The recursion stops when the current candidate set *S* is reduced to a single element; or also when the upper bound for set *S* matches the lower bound. Either way, any element of *S* will be a minimum of the function within *S*.

### [edit] Effective subdivision

The efficiency of the method depends strongly on the node-splitting procedure and on the upper and lower bound estimators. All other things being equal, it is best to choose a splitting method that provides non-overlapping subsets.

Ideally the procedure stops when all nodes of the search tree are either pruned or solved. At that point, all non-pruned subregions will have their upper and lower bounds equal to the global minimum of the function. In practice the procedure is often terminated after a given time; at that point, the minimum lower bound and the minimum upper bound, among all non-pruned sections, define a range of values that contains the global minimum. Alternatively, within an overriding time constraint, the algorithm may be terminated when some *error criterion*, such as *(max - min)/(min + max)*, falls below a specified value.

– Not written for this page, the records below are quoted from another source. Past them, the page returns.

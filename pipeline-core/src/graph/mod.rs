//! Pipeline Graph
//!
//! This module holds the canonical graph state of an editing session.
//!
//! # Overview
//!
//! A pipeline is a directed graph where:
//!
//! - Nodes are typed pipeline stages (data sources, processing steps, outputs)
//! - Edges are directed connections: an edge from A to B means data flows
//!   from A into B
//!
//! The `GraphStore` is the only writer. Every mutation leaves the graph
//! referentially intact, and callers read it through immutable
//! `GraphSnapshot`s which the validator consumes.
//!
//! # Design Decisions
//!
//! 1. Ids are opaque and allocated by the store, never by callers, so an id
//!    always names at most one node or edge over a session's lifetime.
//!
//! 2. Positions live on the node record for serialization, but nothing in
//!    the validity engine reads them.

mod edge;
mod node;
mod selection;
mod snapshot;
mod store;

pub use edge::{Edge, EdgeId};
pub use node::{Node, NodeCategory, NodeId, Position};
pub use selection::Selection;
pub use snapshot::GraphSnapshot;
pub use store::{GraphStore, MAX_LOADED_ID, Removal};

use thiserror::Error;

/// A textual id did not have the expected `<prefix><number>` form.
#[derive(Debug, Clone, PartialEq, Eq, Error)]
#[error("invalid id {input:?}: expected {prefix}<number>")]
pub struct IdParseError {
    input: String,
    prefix: &'static str,
}

fn parse_prefixed(s: &str, prefix: &'static str) -> Result<u64, IdParseError> {
    s.strip_prefix(prefix)
        .and_then(|digits| digits.parse().ok())
        .ok_or_else(|| IdParseError {
            input: s.to_string(),
            prefix,
        })
}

The efficiency of the method depends critically on the effectiveness of the branching and bounding algorithms used; bad choices could lead to repeated branching, without any pruning, until the sub-regions become very small. In that case the method would be reduced to an exhaustive enumeration of the domain, which is often impractically large. There is no universal bounding algorithm that works for all problems, and there is little hope that one will ever be found; therefore the general paradigm needs to be implemented separately for each application, with branching and bounding algorithms that are specially designed for it.

Branch and bound methods may be classified according to the bounding methods and according to the ways of creating/inspecting the search tree nodes.

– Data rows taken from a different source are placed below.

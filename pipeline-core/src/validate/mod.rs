//! DAG Validation
//!
//! This module decides whether a graph snapshot is a legal pipeline and, if
//! it is not, which rule it breaks.
//!
//! # Rules
//!
//! A snapshot is a valid pipeline when all of the following hold:
//!
//! 1. It has at least the minimum number of nodes (two by default).
//! 2. It contains no directed cycle.
//! 3. Every node is an endpoint of at least one edge. With fewer than two
//!    nodes this holds vacuously.
//!
//! # Algorithm
//!
//! Validation is recomputed from scratch on every call:
//!
//! 1. Index the snapshot: map node ids to dense slots and build adjacency
//!    lists, setting aside edges whose endpoints are missing
//! 2. Run a depth-first search for a back-edge (`cycle`)
//! 3. Collect nodes no edge touches (`coverage`)
//!
//! Both passes are O(V + E). The validator holds no state between calls, so
//! the same snapshot always yields the same report.

mod coverage;
mod cycle;
mod index;

use serde::{Deserialize, Serialize};
use tracing::trace;

use crate::config::EditorConfig;
use crate::graph::{GraphSnapshot, NodeId};
use index::GraphIndex;

/// A broken pipeline rule.
#[derive(Debug, Clone, Copy, PartialEq, Eq, Hash, Serialize, Deserialize)]
#[serde(rename_all = "camelCase")]
pub enum Violation {
    /// Fewer nodes than the configured minimum.
    TooFewNodes,
    /// At least one node touches no edge.
    IsolatedNodes,
    /// The graph contains a directed cycle.
    CycleDetected,
}

/// The outcome of validating one snapshot.
///
/// Serializes with the field names the status panel reads
/// (`nodeCount`, `isValidDAG`, ...).
#[derive(Debug, Clone, PartialEq, Eq, Serialize, Deserialize)]
#[serde(rename_all = "camelCase")]
pub struct ValidationReport {
    pub node_count: usize,
    pub edge_count: usize,
    pub has_minimum_nodes: bool,
    pub no_cycles: bool,
    pub all_nodes_connected: bool,
    #[serde(rename = "isValidDAG")]
    pub is_valid_dag: bool,

    /// Nodes that no edge touches. Empty when the coverage rule is vacuous.
    #[serde(default, skip_serializing_if = "Vec::is_empty")]
    pub isolated_nodes: Vec<NodeId>,

    /// The first cycle found, as a closed path.
    #[serde(default, skip_serializing_if = "Option::is_none")]
    pub cycle: Option<Vec<NodeId>>,

    /// Edges with an endpoint missing from the snapshot. Always zero for
    /// snapshots taken from a `GraphStore`.
    #[serde(default)]
    pub dangling_edges: usize,
}

impl ValidationReport {
    /// The rules this snapshot breaks, in the order the status panel lists
    /// them.
    pub fn violations(&self) -> Vec<Violation> {
        let mut violations = Vec::new();
        if !self.has_minimum_nodes {
            violations.push(Violation::TooFewNodes);
        }
        if !self.all_nodes_connected {
            violations.push(Violation::IsolatedNodes);
        }
        if !self.no_cycles {
            violations.push(Violation::CycleDetected);
        }
        violations
    }
}

/// Validates snapshots against the pipeline rules.
#[derive(Debug, Clone, Copy, PartialEq, Eq)]
pub struct DagValidator {
    min_nodes: usize,
}

impl DagValidator {
    /// Below this many nodes the coverage rule holds vacuously.
    const COVERAGE_THRESHOLD: usize = 2;

    /// No pipeline is valid with fewer nodes than this.
    pub const FLOOR: usize = 2;

    /// Create a validator. Minimums below [`Self::FLOOR`] are raised to it.
    pub fn new(min_nodes: usize) -> Self {
        Self {
            min_nodes: min_nodes.max(Self::FLOOR),
        }
    }

    pub fn from_config(config: &EditorConfig) -> Self {
        Self::new(config.min_nodes)
    }

    pub fn min_nodes(&self) -> usize {
        self.min_nodes
    }

    /// Validate a snapshot.
    pub fn validate(&self, snapshot: &GraphSnapshot) -> ValidationReport {
        let index = GraphIndex::build(snapshot);
        let node_count = snapshot.node_count();

        let cycle = cycle::find_cycle(&index);
        let isolated_nodes = if node_count >= Self::COVERAGE_THRESHOLD {
            coverage::isolated_nodes(&index)
        } else {
            Vec::new()
        };

        let has_minimum_nodes = node_count >= self.min_nodes;
        let no_cycles = cycle.is_none();
        let all_nodes_connected = isolated_nodes.is_empty();

        let report = ValidationReport {
            node_count,
            edge_count: snapshot.edge_count(),
            has_minimum_nodes,
            no_cycles,
            all_nodes_connected,
            is_valid_dag: has_minimum_nodes && no_cycles && all_nodes_connected,
            isolated_nodes,
            cycle,
            dangling_edges: index.dangling,
        };

        trace!(
            nodes = report.node_count,
            edges = report.edge_count,
            valid = report.is_valid_dag,
            dangling = report.dangling_edges,
            "validated snapshot"
        );
        report
    }
}

impl Default for DagValidator {
    fn default() -> Self {
        Self::new(EditorConfig::default().min_nodes)
    }
}

/// Validate a snapshot with the default rules.
pub fn validate(snapshot: &GraphSnapshot) -> ValidationReport {
    DagValidator::default().validate(snapshot)
}

#[cfg(test)]
mod tests {
    use super::*;
    use crate::graph::{Edge, EdgeId, Node, NodeCategory, Position};

    fn node(id: u64) -> Node {
        Node::new(NodeId::from(id), format!("n{id}"), NodeCategory::Processing, Position::default())
    }

    fn snapshot(nodes: &[u64], edges: &[(u64, u64)]) -> GraphSnapshot {
        GraphSnapshot::new(
            nodes.iter().copied().map(node).collect(),
            edges
                .iter()
                .enumerate()
                .map(|(i, &(s, t))| {
                    Edge::new(EdgeId::from(i as u64 + 1), NodeId::from(s), NodeId::from(t))
                })
                .collect(),
        )
    }

    #[test]
    fn empty_graph_is_invalid_but_acyclic() {
        let report = validate(&GraphSnapshot::default());

        assert_eq!(report.node_count, 0);
        assert!(!report.has_minimum_nodes);
        assert!(report.no_cycles);
        assert!(report.all_nodes_connected);
        assert!(!report.is_valid_dag);
        assert_eq!(report.violations(), vec![Violation::TooFewNodes]);
    }

    #[test]
    fn single_node_fails_minimum_only() {
        let report = validate(&snapshot(&[1], &[]));

        assert!(!report.has_minimum_nodes);
        assert!(report.all_nodes_connected);
        assert!(report.isolated_nodes.is_empty());
        assert!(!report.is_valid_dag);
    }

    #[test]
    fn triangle_has_cycle() {
        let report = validate(&snapshot(&[1, 2, 3], &[(1, 2), (2, 3), (3, 1)]));

        assert!(!report.no_cycles);
        assert!(report.all_nodes_connected);
        assert!(!report.is_valid_dag);
        assert_eq!(report.violations(), vec![Violation::CycleDetected]);
    }

    #[test]
    fn chain_is_valid() {
        let report = validate(&snapshot(&[1, 2, 3], &[(1, 2), (2, 3)]));

        assert!(report.no_cycles);
        assert!(report.is_valid_dag);
        assert!(report.violations().is_empty());
        assert_eq!(report.cycle, None);
    }

    #[test]
    fn isolated_node_is_named() {
        let report = validate(&snapshot(&[1, 2, 3], &[(1, 2)]));

        assert!(!report.all_nodes_connected);
        assert_eq!(report.isolated_nodes, vec![NodeId::from(3)]);
        assert_eq!(report.violations(), vec![Violation::IsolatedNodes]);
    }

    #[test]
    fn disjoint_pairs_satisfy_coverage() {
        let report = validate(&snapshot(&[1, 2, 3, 4], &[(1, 2), (3, 4)]));
        assert!(report.all_nodes_connected);
        assert!(report.is_valid_dag);
    }

    #[test]
    fn violations_keep_panel_order() {
        let report = validate(&snapshot(&[1, 2, 3], &[(1, 2), (2, 1)]));
        assert_eq!(
            report.violations(),
            vec![Violation::IsolatedNodes, Violation::CycleDetected]
        );
    }

    #[test]
    fn dangling_endpoints_are_ignored() {
        // Edge 2 -> 9 names a node that is not in the snapshot.
        let report = validate(&snapshot(&[1, 2], &[(1, 2), (2, 9)]));

        assert_eq!(report.dangling_edges, 1);
        assert_eq!(report.edge_count, 2);
        assert!(report.no_cycles);
        assert!(report.is_valid_dag);
    }

    #[test]
    fn dangling_edge_does_not_cover_the_missing_side() {
        let report = validate(&snapshot(&[1, 2], &[(1, 9)]));

        assert_eq!(report.isolated_nodes, vec![NodeId::from(2)]);
        assert!(!report.all_nodes_connected);
    }

    #[test]
    fn injected_self_loop_fails_acyclicity() {
        let report = validate(&snapshot(&[1, 2], &[(1, 2), (2, 2)]));
        assert!(!report.no_cycles);
        assert_eq!(report.cycle, Some(vec![NodeId::from(2), NodeId::from(2)]));
    }

    #[test]
    fn custom_minimum() {
        let validator = DagValidator::new(3);
        let report = validator.validate(&snapshot(&[1, 2], &[(1, 2)]));

        assert!(!report.has_minimum_nodes);
        assert!(!report.is_valid_dag);
    }

    #[test]
    fn minimum_never_drops_below_two() {
        for min_nodes in [0, 1] {
            let validator = DagValidator::new(min_nodes);
            assert_eq!(validator.min_nodes(), 2);

            for report in [
                validator.validate(&GraphSnapshot::default()),
                validator.validate(&snapshot(&[1], &[])),
            ] {
                assert!(!report.has_minimum_nodes);
                assert!(!report.is_valid_dag);
            }
        }
    }

    #[test]
    fn configured_zero_minimum_is_raised() {
        let config = EditorConfig::from_json(r#"{"min_nodes": 0}"#).unwrap();
        let report = DagValidator::from_config(&config).validate(&GraphSnapshot::default());

        assert!(!report.has_minimum_nodes);
        assert!(!report.is_valid_dag);
    }

    #[test]
    fn validation_is_idempotent() {
        let snap = snapshot(&[1, 2, 3, 4], &[(1, 2), (2, 3), (3, 1), (4, 1)]);
        assert_eq!(validate(&snap), validate(&snap));
    }

    #[test]
    fn report_serializes_panel_fields() {
        let report = validate(&snapshot(&[1, 2], &[(1, 2)]));
        let value = serde_json::to_value(&report).unwrap();

        assert_eq!(value["nodeCount"], 2);
        assert_eq!(value["edgeCount"], 1);
        assert_eq!(value["hasMinimumNodes"], true);
        assert_eq!(value["noCycles"], true);
        assert_eq!(value["allNodesConnected"], true);
        assert_eq!(value["isValidDAG"], true);
        assert!(value.get("cycle").is_none());
    }
}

The branch-and-bound design strategy is very similar to backtracking in that a state space tree is used to solve a problem. The differences are that the branch-and-bound method (1) does not limit us to any particular way of traversing the tree and (2) is used only for optimization problems.

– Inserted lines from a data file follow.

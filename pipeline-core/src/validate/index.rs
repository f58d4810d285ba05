//! Dense adjacency index over a snapshot.
//!
//! Node ids are mapped to positions in snapshot order so the traversals can
//! use flat vectors. Edges with an endpoint outside the snapshot are counted
//! and otherwise ignored.

use std::collections::HashMap;

use smallvec::SmallVec;

use crate::graph::{GraphSnapshot, NodeId};

pub(crate) struct GraphIndex {
    /// Node ids in snapshot order.
    pub ids: Vec<NodeId>,
    /// Outgoing neighbors per node, in edge order. Parallel edges repeat.
    pub successors: Vec<SmallVec<[usize; 4]>>,
    /// Whether each node is an endpoint of at least one edge.
    pub touched: Vec<bool>,
    /// Edges with at least one endpoint missing from the snapshot.
    pub dangling: usize,
}

impl GraphIndex {
    pub fn build(snapshot: &GraphSnapshot) -> Self {
        let ids: Vec<NodeId> = snapshot.nodes().iter().map(|n| n.id).collect();
        let mut position = HashMap::with_capacity(ids.len());
        for (i, id) in ids.iter().enumerate() {
            // A repeated id keeps its first slot.
            position.entry(*id).or_insert(i);
        }

        let mut successors = vec![SmallVec::new(); ids.len()];
        let mut touched = vec![false; ids.len()];
        let mut dangling = 0;

        for edge in snapshot.edges() {
            let from = position.get(&edge.source).copied();
            let to = position.get(&edge.target).copied();

            // The endpoint that does exist still counts as touched.
            for slot in [from, to].into_iter().flatten() {
                touched[slot] = true;
            }
            match (from, to) {
                (Some(from), Some(to)) => successors[from].push(to),
                _ => dangling += 1,
            }
        }

        Self {
            ids,
            successors,
            touched,
            dangling,
        }
    }

    pub fn len(&self) -> usize {
        self.ids.len()
    }
}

This method naturally lends itself for parallel and distributed implementations, see, e.g., the traveling salesman problem article.

## [edit] Applications

This approach is used for a number of NP-hard problems, such as

- Knapsack problem
- Integer programming
- Nonlinear programming
- Traveling salesman problem (TSP)
- Quadratic assignment problem (QAP)
- Maximum satisfiability problem (MAX-SAT)
- Nearest neighbor search (NNS)
- Cutting stock problem
- False noise analysis (FNA)

It may also be a base of various heuristics. For example, one may wish to stop branching when the gap between the upper and lower bounds becomes smaller than a certain threshold. This is used when the solution is "good enough for practical purposes" and can greatly reduce the computations required. This type of solution is particularly applicable when the cost function used is *noisy* or is the result of statistical estimates and so is not known precisely but rather only known to lie within a range of values with a specific probability. An example of its application here is in biology when performing cladistic analysis to evaluate evolutionary relationships between organisms, where the data sets are often impractically large without heuristics.

For this reason, branch-and-bound techniques are often used in game tree search algorithms, most notably through the use of alpha-beta pruning.